▸ **Your instructions**
Determine how many lines of the entries contain "money". Reply with that number alone.

▸ **The records**

------------------------------

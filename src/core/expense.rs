//! Expenses - money spent on a project, pending review.
//!
//! An expense only counts against the budget once approved: approval adds its
//! amount to `spent_amount` in the same transaction as the status change.
//! Every decision also leaves an `expense_approvals` row.

use crate::{
    core::{
        approval::{self, ApprovalWorkflow, Decision},
        audit::entity_types,
        budget,
        context::{Actor, LedgerContext},
        effects,
        notification::NotificationDraft,
        project,
    },
    entities::{
        ApprovalStatus, AuditAction, Expense, ExpenseApproval, NotificationType, UserRole,
        expense, expense_approval,
    },
    errors::{Error, Result},
};
use async_trait::async_trait;
use chrono::Utc;
use sea_orm::{
    ActiveEnum, DatabaseTransaction, QueryOrder, Set, TransactionTrait, prelude::*,
};
use tracing::{info, instrument};

/// Input for [`create_expense`].
#[derive(Debug, Clone, PartialEq)]
pub struct NewExpense {
    /// Project the money was spent on
    pub project_id: i64,
    /// What was bought
    pub description: String,
    /// Amount spent, must be positive
    pub amount: f64,
    /// Free-form category
    pub category: String,
    /// Link to the uploaded receipt
    pub receipt_url: Option<String>,
}

/// Partial update for [`update_expense`]; `None` leaves a field unchanged.
#[derive(Debug, Clone, Default, PartialEq)]
pub struct ExpenseChanges {
    /// New description
    pub description: Option<String>,
    /// New amount, must be positive
    pub amount: Option<f64>,
    /// New category
    pub category: Option<String>,
    /// New receipt link
    pub receipt_url: Option<String>,
}

#[async_trait]
impl ApprovalWorkflow for expense::Model {
    const ENTITY_TYPE: &'static str = entity_types::EXPENSE;

    fn id(&self) -> i64 {
        self.id
    }

    fn status(&self) -> ApprovalStatus {
        self.status
    }

    fn requester(&self) -> i64 {
        self.created_by
    }

    async fn lock(txn: &DatabaseTransaction, id: i64) -> Result<Option<Self>> {
        approval::lock_for_update::<Expense>(txn, id).await
    }

    async fn write_decision(
        self,
        txn: &DatabaseTransaction,
        _actor_id: i64,
        decision: &Decision,
    ) -> Result<Self> {
        let mut expense: expense::ActiveModel = self.into();
        expense.status = Set(decision.status());
        expense.updated_at = Set(Utc::now());
        Ok(expense.update(txn).await?)
    }

    async fn apply_effect(
        &self,
        txn: &DatabaseTransaction,
        actor_id: i64,
        decision: &Decision,
    ) -> Result<()> {
        if decision.is_approval() {
            budget::adjust_spent_amount(txn, self.project_id, self.amount).await?;
        }

        expense_approval::ActiveModel {
            expense_id: Set(self.id),
            approved_by: Set(actor_id),
            status: Set(decision.status()),
            notes: Set(decision.notes().map(str::to_string)),
            created_at: Set(Utc::now()),
            ..Default::default()
        }
        .insert(txn)
        .await?;
        Ok(())
    }

    fn notification(&self, decision: &Decision) -> NotificationDraft {
        if decision.is_approval() {
            NotificationDraft::new(
                NotificationType::ExpenseApproved,
                "Expense Approved",
                format!("Your expense '{}' has been approved", self.description),
                self.id,
            )
        } else {
            NotificationDraft::new(
                NotificationType::ExpenseRejected,
                "Expense Rejected",
                format!(
                    "Your expense '{}' has been rejected: {}",
                    self.description,
                    decision.notes().unwrap_or_default()
                ),
                self.id,
            )
        }
    }
}

fn validate_amount(amount: f64) -> Result<()> {
    if !amount.is_finite() || amount <= 0.0 {
        return Err(Error::InvalidAmount { amount });
    }
    Ok(())
}

/// Submits an expense for review.
///
/// The project budget is untouched until the expense is approved.
#[instrument(skip(ctx, input), fields(project_id = input.project_id, amount = input.amount))]
pub async fn create_expense(
    ctx: &LedgerContext,
    actor: &Actor,
    input: NewExpense,
) -> Result<expense::Model> {
    validate_amount(input.amount)?;
    let description = input.description.trim().to_string();
    if description.is_empty() {
        return Err(Error::validation("Expense description cannot be empty"));
    }
    project::ensure_project_access(&ctx.db, actor, input.project_id, "create expense").await?;

    let now = Utc::now();
    let expense = expense::ActiveModel {
        project_id: Set(input.project_id),
        description: Set(description),
        amount: Set(input.amount),
        category: Set(input.category.trim().to_string()),
        receipt_url: Set(input.receipt_url),
        status: Set(ApprovalStatus::Pending),
        created_by: Set(actor.user_id),
        created_at: Set(now),
        updated_at: Set(now),
        ..Default::default()
    }
    .insert(&ctx.db)
    .await?;
    info!(expense_id = expense.id, "Expense submitted");

    effects::record_audit(
        ctx,
        actor.user_id,
        AuditAction::Create,
        entity_types::EXPENSE,
        expense.id,
        format!("Created expense '{}' of {:.2}", expense.description, expense.amount),
    )
    .await;
    effects::notify_roles(
        ctx,
        &UserRole::REVIEWERS,
        &NotificationDraft::new(
            NotificationType::ExpenseCreated,
            "New Expense Submitted",
            format!(
                "Expense '{}' of {:.2} needs your review",
                expense.description, expense.amount
            ),
            expense.id,
        ),
    )
    .await;

    Ok(expense)
}

/// Fetches an expense by id.
pub async fn get_expense(db: &DatabaseConnection, expense_id: i64) -> Result<expense::Model> {
    Expense::find_by_id(expense_id)
        .one(db)
        .await?
        .ok_or(Error::NotFound {
            entity: entity_types::EXPENSE,
            id: expense_id,
        })
}

/// Expenses of a project, newest first.
pub async fn list_expenses(
    db: &DatabaseConnection,
    project_id: i64,
) -> Result<Vec<expense::Model>> {
    Expense::find()
        .filter(expense::Column::ProjectId.eq(project_id))
        .order_by_desc(expense::Column::CreatedAt)
        .order_by_desc(expense::Column::Id)
        .all(db)
        .await
        .map_err(Into::into)
}

/// Review history of an expense, oldest first.
pub async fn list_expense_approvals(
    db: &DatabaseConnection,
    expense_id: i64,
) -> Result<Vec<expense_approval::Model>> {
    ExpenseApproval::find()
        .filter(expense_approval::Column::ExpenseId.eq(expense_id))
        .order_by_asc(expense_approval::Column::Id)
        .all(db)
        .await
        .map_err(Into::into)
}

/// Locks an expense for editing and checks it is still pending and owned by
/// `actor` when the actor is a supervisor.
async fn lock_editable(
    txn: &DatabaseTransaction,
    actor: &Actor,
    expense_id: i64,
    action: &'static str,
) -> Result<expense::Model> {
    let expense = approval::lock_for_update::<Expense>(txn, expense_id)
        .await?
        .ok_or(Error::NotFound {
            entity: entity_types::EXPENSE,
            id: expense_id,
        })?;

    if actor.role == UserRole::Spv && expense.created_by != actor.user_id {
        return Err(Error::Forbidden {
            user_id: actor.user_id,
            action: format!("{action} expense {expense_id}"),
        });
    }
    if expense.status != ApprovalStatus::Pending {
        return Err(Error::InvalidStateTransition {
            entity: entity_types::EXPENSE,
            id: expense_id,
            status: expense.status.to_value(),
            action,
        });
    }
    Ok(expense)
}

/// Edits a pending expense.
#[instrument(skip(ctx, changes))]
pub async fn update_expense(
    ctx: &LedgerContext,
    actor: &Actor,
    expense_id: i64,
    changes: ExpenseChanges,
) -> Result<expense::Model> {
    if let Some(amount) = changes.amount {
        validate_amount(amount)?;
    }

    let txn = ctx.db.begin().await?;
    let current = lock_editable(&txn, actor, expense_id, "update").await?;

    let mut expense: expense::ActiveModel = current.into();
    if let Some(description) = changes.description {
        let description = description.trim().to_string();
        if description.is_empty() {
            return Err(Error::validation("Expense description cannot be empty"));
        }
        expense.description = Set(description);
    }
    if let Some(amount) = changes.amount {
        expense.amount = Set(amount);
    }
    if let Some(category) = changes.category {
        expense.category = Set(category.trim().to_string());
    }
    if let Some(receipt_url) = changes.receipt_url {
        expense.receipt_url = Set(Some(receipt_url));
    }
    expense.updated_at = Set(Utc::now());
    let updated = expense.update(&txn).await?;
    txn.commit().await?;
    info!(expense_id, "Expense updated");

    effects::record_audit(
        ctx,
        actor.user_id,
        AuditAction::Update,
        entity_types::EXPENSE,
        expense_id,
        format!("Updated expense '{}' to {:.2}", updated.description, updated.amount),
    )
    .await;

    Ok(updated)
}

/// Deletes a pending expense.
#[instrument(skip(ctx))]
pub async fn delete_expense(ctx: &LedgerContext, actor: &Actor, expense_id: i64) -> Result<()> {
    let txn = ctx.db.begin().await?;
    let expense = lock_editable(&txn, actor, expense_id, "delete").await?;
    Expense::delete_by_id(expense.id).exec(&txn).await?;
    txn.commit().await?;
    info!(expense_id, "Expense deleted");

    effects::record_audit(
        ctx,
        actor.user_id,
        AuditAction::Delete,
        entity_types::EXPENSE,
        expense_id,
        format!("Deleted expense '{}'", expense.description),
    )
    .await;
    Ok(())
}

/// Approves a pending expense and adds its amount to the project's spending.
pub async fn approve_expense(
    ctx: &LedgerContext,
    expense_id: i64,
    actor_id: i64,
    notes: Option<String>,
) -> Result<expense::Model> {
    approval::transition(ctx, expense_id, actor_id, Decision::Approve { notes }).await
}

/// Rejects a pending expense.
pub async fn reject_expense(
    ctx: &LedgerContext,
    expense_id: i64,
    actor_id: i64,
    notes: String,
) -> Result<expense::Model> {
    approval::transition(ctx, expense_id, actor_id, Decision::Reject { notes }).await
}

------------------------------

▸ **Worked solution**
2